# Clustering Pre-snap Movements and Predicting Routes

Roman Bukreev – Undergraduate Track (Salem State University)

# Introduction

**Pre-snap movements** in football are utilized by offense team to confuse the opponent and reveal their defensive strategies. However, the potential of the insights that defense team can get from the pre-snap movements of the opponent is still underestimated. These movements can reveal some attacking patterns, and help the defense be more prepared for them. This project, in particular, is focused on predicting the running routes of the players that perform pre-snap motion based on their movement trajectory.

The main tool used to implement this project is **clustering of pre-snap motions**. There are thousands of pre-snap motions in our dataset, and since the idea of the project is to make a prediction based on the motion of the opponent, we need to be able to differentiate these motions from each other. That's why we will perform clustering to sparate all the movements into catefories. Then we will look at the distribution of routes ran within each cluster to get the insights about them.

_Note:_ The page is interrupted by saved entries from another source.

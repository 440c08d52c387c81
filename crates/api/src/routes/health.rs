use axum::extract::State;
use axum::{routing::get, Json, Router};
use serde::Serialize;

use crate::state::AppState;

/// Health check response payload.
#[derive(Serialize)]
pub struct HealthResponse {
    /// Overall service status.
    pub status: &'static str,
    /// Crate version from Cargo.toml.
    pub version: &'static str,
    /// Whether the database is reachable.
    pub db_healthy: bool,
}

/// GET /health -- returns service and database health.
async fn health_check(State(state): State<AppState>) -> Json<HealthResponse> {
    let db_healthy = setlist_db::health_check(&state.pool).await.is_ok();

    let status = if db_healthy { "ok" } else { "degraded" };

    Json(HealthResponse {
        status,
        version: env!("CARGO_PKG_VERSION"),
        db_healthy,
    })
}

/// Mount health check routes (intended for root-level, NOT under `/api/v1`).
pub fn router() -> Router<AppState> {
    Router::new().route("/health", get(health_check))
}
//! Shared helpers for HTTP-level integration tests.
//!
//! Builds the real application router (same middleware stack as production)
//! on top of the per-test database provided by `#[sqlx::test]`, and wraps
//! `tower::ServiceExt::oneshot` in small request helpers.

#![allow(dead_code)]

use std::sync::Arc;

use axum::body::Body;
use axum::http::{Method, Request, Response, StatusCode};
use axum::Router;
use http_body_util::BodyExt;
use sqlx::PgPool;
use tower::ServiceExt;

use setlist_api::auth::jwt::JwtConfig;
use setlist_api::config::ServerConfig;
use setlist_api::router::build_app_router;
use setlist_api::state::AppState;

/// Build a test `ServerConfig` with safe defaults.
///
/// Uses `http://localhost:5173` as CORS origin (matching the dev default),
/// a 30-second request timeout, and a fixed JWT secret so tokens are valid
/// across requests within a test.
pub fn test_config() -> ServerConfig {
    ServerConfig {
        host: "127.0.0.1".to_string(),
        port: 0,
        cors_origins: vec!["http://localhost:5173".to_string()],
        request_timeout_secs: 30,
        jwt: JwtConfig {
            secret: "integration-test-secret-not-for-production".to_string(),
            access_token_expiry_mins: 15,
            refresh_token_expiry_days: 7,
        },
    }
}

/// Build the full application router with all middleware layers, using the
/// given database pool.
///
/// This goes through [`build_app_router`] so integration tests exercise the
/// same middleware stack (CORS, request ID, timeout, tracing, panic
/// recovery) that production uses.
pub fn build_test_app(pool: PgPool) -> Router {
    let config = test_config();
    let state = AppState {
        pool,
        config: Arc::new(config.clone()),
    };
    build_app_router(state, &config)
}

/// Send a request with an optional JSON body and optional Bearer token.
async fn request(
    app: Router,
    method: Method,
    uri: &str,
    body: Option<serde_json::Value>,
    token: Option<&str>,
) -> Response<Body> {
    let mut builder = Request::builder().method(method).uri(uri);
    if let Some(token) = token {
        builder = builder.header("Authorization", format!("Bearer {token}"));
    }
    let request = match body {
        Some(json) => builder
            .header("Content-Type", "application/json")
            .body(Body::from(serde_json::to_vec(&json).unwrap()))
            .unwrap(),
        None => builder.body(Body::empty()).unwrap(),
    };
    app.oneshot(request).await.unwrap()
}

pub async fn get(app: Router, uri: &str) -> Response<Body> {
    request(app, Method::GET, uri, None, None).await
}

pub async fn get_auth(app: Router, uri: &str, token: &str) -> Response<Body> {
    request(app, Method::GET, uri, None, Some(token)).await
}

pub async fn post_json(app: Router, uri: &str, body: serde_json::Value) -> Response<Body> {
    request(app, Method::POST, uri, Some(body), None).await
}

pub async fn post_json_auth(
    app: Router,
    uri: &str,
    body: serde_json::Value,
    token: &str,
) -> Response<Body> {
    request(app, Method::POST, uri, Some(body), Some(token)).await
}

pub async fn patch_json_auth(
    app: Router,
    uri: &str,
    body: serde_json::Value,
    token: &str,
) -> Response<Body> {
    request(app, Method::PATCH, uri, Some(body), Some(token)).await
}

pub async fn put_json_auth(
    app: Router,
    uri: &str,
    body: serde_json::Value,
    token: &str,
) -> Response<Body> {
    request(app, Method::PUT, uri, Some(body), Some(token)).await
}

pub async fn delete_auth(app: Router, uri: &str, token: &str) -> Response<Body> {
    request(app, Method::DELETE, uri, None, Some(token)).await
}

/// Collect and parse a response body as JSON.
pub async fn body_json(response: Response<Body>) -> serde_json::Value {
    let bytes = response.into_body().collect().await.unwrap().to_bytes();
    serde_json::from_slice(&bytes).unwrap()
}

/// Sign up a fresh account through the API and return its access token and
/// user id.
pub async fn signup(app: Router, username: &str) -> (String, i64) {
    let body = serde_json::json!({
        "username": username,
        "email": format!("{username}@test.com"),
        "password": "correct-horse-battery",
    });
    let response = post_json(app, "/api/v1/auth/signup", body).await;
    assert_eq!(response.status(), StatusCode::CREATED);

    let json = body_json(response).await;
    let token = json["access_token"].as_str().unwrap().to_string();
    let user_id = json["user"]["id"].as_i64().unwrap();
    (token, user_id)
}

The reasons why route ran was chosen as the offensive behaviour to predict are not really unique for this metric only. This just seems as somrthing that can benefit defensive team in preparing for games and provide some useful insights about the offense. But the main part of the project is movements clustering. After we split them into categories, we will be able to look at different metrics within cluster and make some predictions. So you can think of route ran just as of simple example to illustrate our approach.

# Data preprocessing

We are focused on the pre-snap movements in the first 9 weeks of the season. Since we are clustering attacking movements, we will focus only on the datapoints that correspond to the possession team. For consistnecy, we will also make all the plays' directions same and adjust the coordinates based on the ball position. This will ensure that similar trajectories in the different regions of the field are treated similarly. Finally, we will leave only the players that were in motion at the moment of the snap, and we will leave only situations where there was just one player at motion.

# Model

## Model selection

Our tracking data consists of the sequence of coordinates for each player. It would be hard to perform clustering right the way from these sequences, that's why we needed a way to convert it to some other representation. We decided to use **LSTM encoder-decoder** for it. The LSTM encoder can process input trajectories, encoding them into fixed-length latent representations that encapsulate the underlying movement patterns. The decoder then attempts to reconstruct the original trajectories from these latent vectors, ensuring the encoded representations retain essential information. Then we use encoder model to create the latent vector for each trajectory. These vectors can then be used for clustering.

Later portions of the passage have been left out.